■ Task instructions
Only certain lines below are wanted: those starting at the line containing "let mut op = Operation::new(vertex, curve, cost);" and ending at the line containing "let ends = op.end_extension.contains(&arc);", both included, each retyped exactly.

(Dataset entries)

[Start of section]

impl<G: Diagnostics> Schematization<G> {
    /// Engine reporting to `diagnostics`.
    ///
    /// # Errors
    ///
    /// Returns [`SchematizationError::Config`] if the configuration is
    /// invalid.
    pub fn with_diagnostics(
        config: SchematizationConfig,
        diagnostics: G,
    ) -> Result<Self, SchematizationError> {
        config.validate()?;
        let frechet = FrechetDistance::from_kind(&config.distance)?;
        let angles = config.sweep_angles();
        Ok(Self {
            config,
            frechet,
            angles,
            network: StrokeNetwork::new(),
            operations: BTreeMap::new(),
            complexity: 0,
            max_cross_distance: 0.0,
            state: RunState::Uninitialized,
            abort_reason: None,
            history: None,
            steps: 0,
            diagnostics,
        })
    }

    /// Load `network` and generate operations for every bend.
    ///
    /// Returns whether at least one admissible operation exists.
    pub fn init(&mut self, network: StrokeNetwork) -> bool {
        self.network = network;
        self.operations.clear();
        self.complexity = self.network.arc_count();
        self.max_cross_distance =
            self.network.diagonal() * self.config.max_cross_distance_fraction;
        self.state = RunState::Initialized;
        self.abort_reason = None;
        self.steps = 0;
        self.history = self
            .config
            .record_history
            .then(|| SchematizationHistory::new(&self.network));

        for vertex in self.network.vertex_ids() {
            self.make_operations(vertex);
        }

        let admissible = self
            .operations
            .values()
            .flatten()
            .any(|op| !op.is_blocked());
        info!(
            arcs = self.complexity,
            vertices = self.network.vertex_ids().len(),
            crosses = self.network.cross_ids().len(),
            max_cross_distance = self.max_cross_distance,
            admissible,
            "schematization initialized"
        );
        admissible
    }

    /// Commit the cheapest admissible operation.
    ///
    /// Returns `false`, leaving the network untouched, when the arc
    /// count is at or below `max_complexity`, when no operation is
    /// admissible, or when the cheapest one costs more than `max_cost`.
    /// Also `false` when the commit fails, which aborts the run.
    pub fn step(&mut self, max_complexity: usize, max_cost: f64) -> bool {
        if self.state.is_latched() {
            return false;
        }
        if self.complexity <= max_complexity {
            self.state = RunState::ComplexityReached;
            return false;
        }
        let Some(op) = self.best_operation().cloned() else {
            self.state = RunState::Stuck;
            return false;
        };
        if op.cost() > max_cost {
            self.state = RunState::ThresholdExceeded;
            return false;
        }

        match self.perform(&op) {
            Ok(()) => {
                self.state = RunState::StepApplied;
                true
            }
            Err(e) => {
                error!(vertex = %op.vertex(), error = %e, "schematization aborted");
                self.abort_reason = Some(e);
                self.state = RunState::Aborted;
                false
            }
        }
    }

    /// Step until the run ends.
    pub fn run(&mut self, limits: RunLimits) -> RunState {
        while self.step(limits.max_complexity, limits.max_cost) {}
        info!(
            state = ?self.state,
            complexity = self.complexity,
            steps = self.steps,
            "schematization finished"
        );
        self.state
    }

    /// Current arc count.
    #[must_use]
    pub const fn complexity(&self) -> usize {
        self.complexity
    }

    /// Current state.
    #[must_use]
    pub const fn state(&self) -> RunState {
        self.state
    }

    /// Committed steps since `init`.
    #[must_use]
    pub const fn steps(&self) -> usize {
        self.steps
    }

    /// The network being simplified.
    #[must_use]
    pub const fn network(&self) -> &StrokeNetwork {
        &self.network
    }

    /// Configuration in use.
    #[must_use]
    pub const fn config(&self) -> &SchematizationConfig {
        &self.config
    }

    /// The error that aborted the run, if any.
    #[must_use]
    pub const fn abort_reason(&self) -> Option<&SchematizationError> {
        self.abort_reason.as_ref()
    }

    /// Recorded history.
    ///
    /// # Errors
    ///
    /// Returns [`HistoryError::NotRecorded`] unless the configuration
    /// enables `record_history`.
    pub fn history(&self) -> Result<&SchematizationHistory, HistoryError> {
        self.history.as_ref().ok_or(HistoryError::NotRecorded)
    }

    /// Diagnostics sink.
    #[must_use]
    pub const fn diagnostics(&self) -> &G {
        &self.diagnostics
    }

    /// Pending operations of `vertex`, cheapest first.
    #[must_use]
    pub fn operations(&self, vertex: VertexId) -> &[Operation] {
        self.operations.get(&vertex).map_or(&[], Vec::as_slice)
    }

    /// Give up the engine, keeping the network and the history.
    #[must_use]
    pub fn into_outcome(self) -> SchematizeOutcome {
        SchematizeOutcome {
            network: self.network,
            state: self.state,
            steps: self.steps,
            complexity: self.complexity,
            history: self.history,
        }
    }

    // -----------------------------------------------------------------------
    // Operation bookkeeping
    // -----------------------------------------------------------------------

    /// Cheapest unblocked operation; ties go to the lowest vertex handle
    /// and the earlier candidate.
    fn best_operation(&self) -> Option<&Operation> {
        let mut best: Option<&Operation> = None;
        for op in self.operations.values().flatten() {
            if op.is_blocked() {
                continue;
            }
            if best.is_none_or(|b| op.cost() < b.cost()) {
                best = Some(op);
            }
        }
        best
    }

    /// Regenerate and check the operations of `vertex`.
    fn make_operations(&mut self, vertex: VertexId) {
        self.operations.remove(&vertex);
        let v = self.network.vertex(vertex);
        if !v.is_alive() || v.incoming().is_none() || v.outgoing().is_none() {
            return;
        }
        if v.cross().is_some() && !self.config.allow_high_degree {
            return;
        }

        let generator = CandidateGenerator {
            network: &self.network,
            frechet: &self.frechet,
            angles: &self.angles,
            max_cross_distance: self.max_cross_distance,
            straight_reduction: self.config.straight_reduction,
            capacity: self.config.candidates,
        };
        let candidates = generator.generate(vertex);
        trace!(
            %vertex,
            candidates = candidates.len(),
            best = candidates.first().map(|c| c.cost),
            "generated candidates"
        );

        let checker = TopologyChecker::new(&self.network, self.max_cross_distance);
        let mut ops = Vec::with_capacity(candidates.len());
        for Candidate { curve, cost } in candidates {
            self.diagnostics.candidate_generated(vertex, &curve, cost);
            let mut op = Operation::new(vertex, curve, cost);
            checker.recheck(&mut op);
            if op.is_blocked() {
                self.diagnostics.operation_blocked(vertex, op.blocks());
            }
            ops.push(op);
        }
        if !ops.is_empty() {
            self.operations.insert(vertex, ops);
        }
    }

    /// Crossings whose state an operation on `vertex` depends on.
    fn touched_crosses(&self, vertex: VertexId) -> BTreeSet<CrossId> {
        let net = &self.network;
        let v = net.vertex(vertex);
        let mut crosses: BTreeSet<CrossId> = v.cross().into_iter().collect();
        if let Some(inc) = v.incoming() {
            crosses.extend(net.vertex(net.arc(inc).start()).cross());
            crosses.extend(net.arc(inc).virtuals().iter().copied());
        }
        if let Some(out) = v.outgoing() {
            crosses.extend(net.vertex(net.arc(out).end()).cross());
            crosses.extend(net.arc(out).virtuals().iter().copied());
        }
        crosses
    }

    /// New endpoint positions of every arc extended by `op`.
    fn extension_moves(
        &self,
        op: &Operation,
    ) -> Result<Vec<(VertexId, Point)>, SchematizationError> {
        let net = &self.network;
        let vertex = op.vertex();
        let replacement = op.replacement();
        let mut moves = Vec::new();
        for arc in op.extended_arcs() {
            let record = net.arc(arc);
            let missing = SchematizationError::MissingExtension { vertex, arc };
            let starts = op.start_extension.contains(&arc);
            let ends = op.end_extension.contains(&arc);
            if starts && ends {
                let [start, end] =
                    find_double_extension(net, arc, replacement, vertex).ok_or(missing)?;
                moves.push((record.start(), start));
                moves.push((record.end(), end));
            } else if starts {
                let start = find_start_extension(net, arc, replacement, vertex).ok_or(missing)?;
                moves.push((record.start(), start));
            } else {
                let end = find_end_extension(net, arc, replacement, vertex).ok_or(missing)?;
                moves.push((record.end(), end));
            }
        }
        Ok(moves)
    }

    /// Commit `op`.
    fn perform(&mut self, op: &Operation) -> Result<(), SchematizationError> {
        let started = web_time::Instant::now();
        let vertex = op.vertex();
        let v = self.network.vertex(vertex);
        let (Some(inc), Some(out)) = (v.incoming(), v.outgoing()) else {
            return Err(NetworkError::Inconsistent("operated vertex lost an arc").into());
        };
        let extended: Vec<ArcId> = op.extended_arcs().collect();

        // Vertices whose operations are rebuilt from scratch.
        let mut regenerate: BTreeSet<VertexId> = BTreeSet::from([vertex]);
        if let Some(cross) = v.cross() {
            regenerate.extend(self.network.cross(cross).concrete().values().copied());
        }
        regenerate.extend(self.network.previous(vertex));
        regenerate.extend(self.network.next(vertex));
        for &arc in &extended {
            let record = self.network.arc(arc);
            for end in [record.start(), record.end()] {
                if !self.network.vertex(end).is_stroke_endpoint() {
                    regenerate.insert(end);
                }
            }
        }

        let moves = self.extension_moves(op)?;

        for stale in &regenerate {
            self.operations.remove(stale);
        }
        let mut recheck: BTreeSet<VertexId> = BTreeSet::new();
        for (&owner, ops) in &mut self.operations {
            for other in ops.iter_mut() {
                for arc in [inc, out].into_iter().chain(extended.iter().copied()) {
                    if other.uncheck(arc) {
                        recheck.insert(owner);
                    }
                }
            }
        }

        // Crossing disks are refreshed by `replace_vertex`, so the moved
        // endpoints must already be in place.
        let previous: Vec<(VertexId, Point)> = moves
            .iter()
            .map(|&(endpoint, _)| (endpoint, self.network.vertex(endpoint).position()))
            .collect();
        for &(endpoint, position) in &moves {
            self.network.set_vertex_position(endpoint, position);
        }
        let arc = match self.network.replace_vertex(vertex, op.replacement()) {
            Ok(arc) => arc,
            Err(e) => {
                for &(endpoint, position) in previous.iter().rev() {
                    self.network.set_vertex_position(endpoint, position);
                }
                return Err(e.into());
            }
        };
        self.complexity -= 1;
        self.steps += 1;

        let mut changed: BTreeSet<CrossId> =
            self.network.arc(arc).virtuals().iter().copied().collect();
        changed.extend(
            moves
                .iter()
                .filter_map(|&(endpoint, _)| self.network.vertex(endpoint).cross()),
        );
        let touched: Vec<ArcId> = std::iter::once(arc).chain(extended.iter().copied()).collect();

        if let Some(history) = &mut self.history {
            history.record(HistoryEntry {
                cost: op.cost(),
                complexity_after: self.complexity,
                removed_arcs: vec![inc, out],
                arcs: touched
                    .iter()
                    .map(|&a| ArcSnapshot::of(&self.network, a))
                    .collect(),
                crosses: changed
                    .iter()
                    .map(|&c| CrossSnapshot::of(&self.network, c))
                    .collect(),
            });
        }

        for (&owner, ops) in &self.operations {
            if !recheck.contains(&owner)
                && !self.touched_crosses(owner).is_disjoint(&changed)
                && !ops.is_empty()
            {
                recheck.insert(owner);
            }
        }

        let checker = TopologyChecker::new(&self.network, self.max_cross_distance);
        for (&owner, ops) in &mut self.operations {
            for other in ops.iter_mut() {
                if recheck.contains(&owner) {
                    checker.recheck(other);
                } else {
                    for &a in &touched {
                        checker.check_arc(a, other);
                    }
                }
                if other.is_blocked() {
                    self.diagnostics.operation_blocked(owner, other.blocks());
                }
            }
        }

        for &stale in &regenerate {
            self.make_operations(stale);
        }

        let record = StepRecord {
            step: self.steps,
            vertex,
            cost: op.cost(),
            complexity_after: self.complexity,
            extensions: extended.len(),
            duration: started.elapsed(),
        };
        debug!(
            step = record.step,
            %vertex,
            cost = record.cost,
            complexity = record.complexity_after,
            replaced = ?[inc, out],
            extensions = record.extensions,
            "committed step"
        );
        self.diagnostics.step_committed(&record);
        Ok(())
    }
}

[End of section]

■ The answer
            let mut op = Operation::new(vertex, curve, cost);
            checker.recheck(&mut op);
            if op.is_blocked() {
                self.diagnostics.operation_blocked(vertex, op.blocks());
            }
            ops.push(op);
        }
        if !ops.is_empty() {
            self.operations.insert(vertex, ops);
        }
    }

    /// Crossings whose state an operation on `vertex` depends on.
    fn touched_crosses(&self, vertex: VertexId) -> BTreeSet<CrossId> {
        let net = &self.network;
        let v = net.vertex(vertex);
        let mut crosses: BTreeSet<CrossId> = v.cross().into_iter().collect();
        if let Some(inc) = v.incoming() {
            crosses.extend(net.vertex(net.arc(inc).start()).cross());
            crosses.extend(net.arc(inc).virtuals().iter().copied());
        }
        if let Some(out) = v.outgoing() {
            crosses.extend(net.vertex(net.arc(out).end()).cross());
            crosses.extend(net.arc(out).virtuals().iter().copied());
        }
        crosses
    }

    /// New endpoint positions of every arc extended by `op`.
    fn extension_moves(
        &self,
        op: &Operation,
    ) -> Result<Vec<(VertexId, Point)>, SchematizationError> {
        let net = &self.network;
        let vertex = op.vertex();
        let replacement = op.replacement();
        let mut moves = Vec::new();
        for arc in op.extended_arcs() {
            let record = net.arc(arc);
            let missing = SchematizationError::MissingExtension { vertex, arc };
            let starts = op.start_extension.contains(&arc);
            let ends = op.end_extension.contains(&arc);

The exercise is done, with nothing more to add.